I was 14 or 15 I think and it was a Saturday which meant I was window shopping at the Challenger superstore at the top floor of Funan Centre! I had just walked into the software section which was separated by a huge space station looking thing suspended from the roof that I always thought looked cool in a very retro way, when I saw this box with a graphic of a weird, silhouetted figure of a guy wearing a red hat. At the time Red Hat Linux was THE Linux distribution and was available in cartons like commercial software.
I had heard of Linux but had never used it before and didn't even really understand the free software movement, but I was shocked at how cheap it was compared to Windows so I used my allowance and bought it! I sat at the Delifrance downstairs and had a snack and read the back of the box trying to understand what I'd need to do to get it running. I was really excited!
When I got home I pulled out an old machine from retirement, booted it up and started installing it. I was absolutely enthralled by the process, it was so unlike anything I had used before coming from a DOS and Windows background! I've since moved onto FreeBSD for most of my non-Mac machines, but I still have fond memories of that day, until that point.
Barely had the installer started, my dad told me to go with him to the hospital. It turns out my mum had suffered a major complication in her chemotherapy treatment which even back then had been going on for years. I'll spare the details, but suffice to say what I found out scared the heck out me.
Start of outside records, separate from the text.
//! Identity - opaque caller identity
//!
//! Callers arrive already authenticated by the surrounding collaborator
//! (session credential, signed transaction). The vault only compares
//! identities for equality, so any stable string works. Board members are
//! typically `did:key` identifiers derived from an Ed25519 public key.

use std::fmt;
use std::str::FromStr;

use ed25519_dalek::SigningKey;
use rand::rngs::OsRng;
use serde::{Deserialize, Serialize};

/// Maximum accepted identity length in bytes
pub const MAX_IDENTITY_LEN: usize = 256;

/// Opaque, unique caller identity
#[derive(Debug, Clone, PartialEq, Eq, Hash, PartialOrd, Ord, Serialize, Deserialize)]
#[serde(try_from = "String", into = "String")]
pub struct Identity(String);

impl Identity {
    /// Create an identity from a string, rejecting empty or oversized values
    pub fn new(value: impl Into<String>) -> Result<Self, IdentityError> {
        let value = value.into();
        let trimmed = value.trim();
        if trimmed.is_empty() {
            return Err(IdentityError::Empty);
        }
        if trimmed.len() > MAX_IDENTITY_LEN {
            return Err(IdentityError::TooLong(trimmed.len()));
        }
        if trimmed.chars().any(char::is_whitespace) {
            return Err(IdentityError::Whitespace);
        }
        Ok(Self(trimmed.to_string()))
    }

    /// Generate a fresh `did:key` identity together with its signing key
    ///
    /// # Example
    /// ```
    /// use boardvault_common::Identity;
    ///
    /// let (member, _signing_key) = Identity::generate();
    /// assert!(member.as_str().starts_with("did:key:z"));
    /// ```
    pub fn generate() -> (Self, SigningKey) {
        let signing_key = SigningKey::generate(&mut OsRng);
        let id = Self::from_public_key(&signing_key.verifying_key().to_bytes());
        (id, signing_key)
    }

    /// Derive a `did:key` identity from an Ed25519 public key
    pub fn from_public_key(public_key: &[u8; 32]) -> Self {
        // Ed25519 multicodec prefix: 0xed 0x01
        let mut prefixed = vec![0xed, 0x01];
        prefixed.extend_from_slice(public_key);

        let encoded = bs58::encode(&prefixed).into_string();
        Self(format!("did:key:z{}", encoded))
    }

    /// Borrow the identity string
    pub fn as_str(&self) -> &str {
        &self.0
    }
}

impl fmt::Display for Identity {
    fn fmt(&self, f: &mut fmt::Formatter<'_>) -> fmt::Result {
        f.write_str(&self.0)
    }
}

impl FromStr for Identity {
    type Err = IdentityError;

    fn from_str(s: &str) -> Result<Self, Self::Err> {
        Self::new(s)
    }
}

impl TryFrom<String> for Identity {
    type Error = IdentityError;

    fn try_from(value: String) -> Result<Self, Self::Error> {
        Self::new(value)
    }
}

impl From<Identity> for String {
    fn from(id: Identity) -> Self {
        id.0
    }
}

/// Errors related to identity parsing
#[derive(Debug, thiserror::Error, Clone, PartialEq, Eq)]
pub enum IdentityError {
    #[error("Identity must not be empty")]
    Empty,

    #[error("Identity too long: {0} bytes")]
    TooLong(usize),

    #[error("Identity must not contain whitespace")]
    Whitespace,
}
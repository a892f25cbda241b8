//! Core data types for BoardVault

pub mod identity;
use chrono::{NaiveDate, NaiveDateTime};
use serde::{Deserialize, Serialize};

use super::{
    matches::MatchRole,
    player::{PlayerPosition, PlayerStatus},
};

backend_enum! {
    pub enum MatchSheetStatus {
        Draft => ("DRAFT", "Draft"),
        Ongoing => ("ONGOING", "Ongoing"),
        Submitted => ("SUBMITTED", "Submitted"),
        Validated => ("VALIDATED", "Validated"),
        Unvalidated => ("UNVALIDATED", "Not validated"),
        Rejected => ("REJECTED", "Rejected"),
    }
}

impl MatchSheetStatus {
    /// A coach may only edit a sheet that is a draft or was sent back.
    pub fn is_editable(&self) -> bool {
        matches!(self, MatchSheetStatus::Draft | MatchSheetStatus::Unvalidated)
    }

    pub fn badge_color(&self) -> &'static str {
        match self {
            MatchSheetStatus::Draft => "badge-ghost",
            MatchSheetStatus::Ongoing => "badge-info",
            MatchSheetStatus::Submitted => "badge-warning",
            MatchSheetStatus::Validated => "badge-success",
            MatchSheetStatus::Unvalidated | MatchSheetStatus::Rejected => "badge-error",
            MatchSheetStatus::Unknown(_) => "badge-ghost",
        }
    }
}

/// One player row of a match sheet.
#[derive(Serialize, Deserialize, Debug, Clone, PartialEq, Default)]
#[serde(rename_all = "camelCase", default)]
pub struct PlayerParticipationDto {
    pub id: Option<i64>,
    pub goals_scored: Option<i32>,
    pub yellow_cards: Option<i32>,
    pub red_cards: Option<i32>,
    pub minutes_played: Option<i32>,
    pub substitution_in_time: Option<i32>,
    pub substitution_out_time: Option<i32>,
    pub shirt_number: Option<u32>,
    pub player_status: Option<PlayerStatus>,
    pub position: Option<PlayerPosition>,
    pub match_sheet_id: Option<i64>,
    pub player_id: Option<i64>,
    pub player_name: Option<String>,
    pub created_at: Option<NaiveDateTime>,
    pub updated_at: Option<NaiveDateTime>,
}

impl PlayerParticipationDto {
    /// Shirt number if set to a non-zero value.
    pub fn assigned_number(&self) -> Option<u32> {
        self.shirt_number.filter(|n| *n != 0)
    }
}

#[derive(Serialize, Deserialize, Debug, Clone, PartialEq, Default)]
#[serde(rename_all = "camelCase", default)]
pub struct MatchSheetDto {
    pub id: Option<i64>,
    pub match_id: Option<i64>,
    pub match_title: Option<String>,
    pub team_id: Option<i64>,
    pub team_name: Option<String>,
    pub team_role: Option<MatchRole>,
    pub competition_id: Option<i64>,
    pub competition_name: Option<String>,
    pub match_date_time: Option<NaiveDateTime>,
    pub venue: Option<String>,
    pub team_score: Option<i32>,
    pub opponent_score: Option<i32>,
    pub status: Option<MatchSheetStatus>,
    pub player_participations: Vec<PlayerParticipationDto>,
    pub coach_comments: Option<String>,
    pub organizer_comments: Option<String>,
    pub submitted_at: Option<NaiveDateTime>,
    pub validated_at: Option<NaiveDateTime>,
    pub strategy: Option<String>,
}

impl MatchSheetDto {
    pub fn is_editable(&self) -> bool {
        self.status.as_ref().is_some_and(MatchSheetStatus::is_editable)
    }
}

/// Match sheet as managed by a coach.
#[derive(Serialize, Deserialize, Debug, Clone, PartialEq, Default)]
#[serde(rename_all = "camelCase", default)]
pub struct CoachMatchSheetDto {
    pub id: Option<i64>,
    pub match_id: Option<i64>,
    pub match_title: Option<String>,
    pub match_location: Option<String>,
    pub match_date: Option<NaiveDateTime>,
    pub competition_name: Option<String>,
    pub team_id: Option<i64>,
    pub team_name: Option<String>,
    pub status: Option<MatchSheetStatus>,
    pub validation_date: Option<NaiveDateTime>,
    pub submission_deadline: Option<NaiveDate>,
    pub strategy: Option<String>,
    pub player_participations: Vec<PlayerParticipationDto>,
    pub created_at: Option<NaiveDateTime>,
    pub updated_at: Option<NaiveDateTime>,
}

impl CoachMatchSheetDto {
    pub fn is_editable(&self) -> bool {
        self.status.as_ref().is_some_and(MatchSheetStatus::is_editable)
    }
}

#[derive(Serialize, Deserialize, Debug, Clone, PartialEq, Default)]
#[serde(rename_all = "camelCase", default)]
pub struct CoachMatchSheetsResponseDto {
    pub coach_id: Option<i64>,
    pub coach_name: Option<String>,
    pub team_id: Option<i64>,
    pub team_name: Option<String>,
    pub total_match_sheets: i32,
    pub pending_match_sheets: i32,
    pub validated_match_sheets: i32,
    pub match_sheets: Vec<CoachMatchSheetDto>,
}

/// Organizer decision on a submitted sheet; `comments` travels in the same body.
#[derive(Serialize, Deserialize, Debug, Clone, PartialEq)]
#[serde(rename_all = "camelCase")]
pub struct MatchSheetValidationDto {
    pub match_sheet_id: i64,
    pub is_approved: bool,
    pub new_status: MatchSheetStatus,
    #[serde(skip_serializing_if = "Option::is_none")]
    pub comments: Option<String>,
}

impl MatchSheetValidationDto {
    pub fn approve(match_sheet_id: i64) -> Self {
        Self {
            match_sheet_id,
            is_approved: true,
            new_status: MatchSheetStatus::Validated,
            comments: None,
        }
    }

    pub fn reject(match_sheet_id: i64, comments: impl Into<String>) -> Self {
        Self {
            match_sheet_id,
            is_approved: false,
            new_status: MatchSheetStatus::Unvalidated,
            comments: Some(comments.into()),
        }
    }
}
My cynical teenage years started around that time, it seemed whenever something good happened to my family or to me something bad just had to happen to neutralise it, because we weren't allowed to be normal. I guess that's the way Murphey's Law works, right?
Anyway at least one good thing happened; buying that box started my current love for tinkering with OSs, Unix-like systems and with free and open source software and platforms.
I still wonder even now whether I would have stayed a Windows guy had that not happened. If so, what would this blog read like now? I guess I'd be defending Windows Vista/7, telling everyone the Microsoft Office ribbon is wonderful and that the only reason Windows is so insecure is because of it's large desktop market share. Perhaps I could have even been hired to write an astroturfing blog! Come to think of it, it'd probably have made more money than this blog does ;-).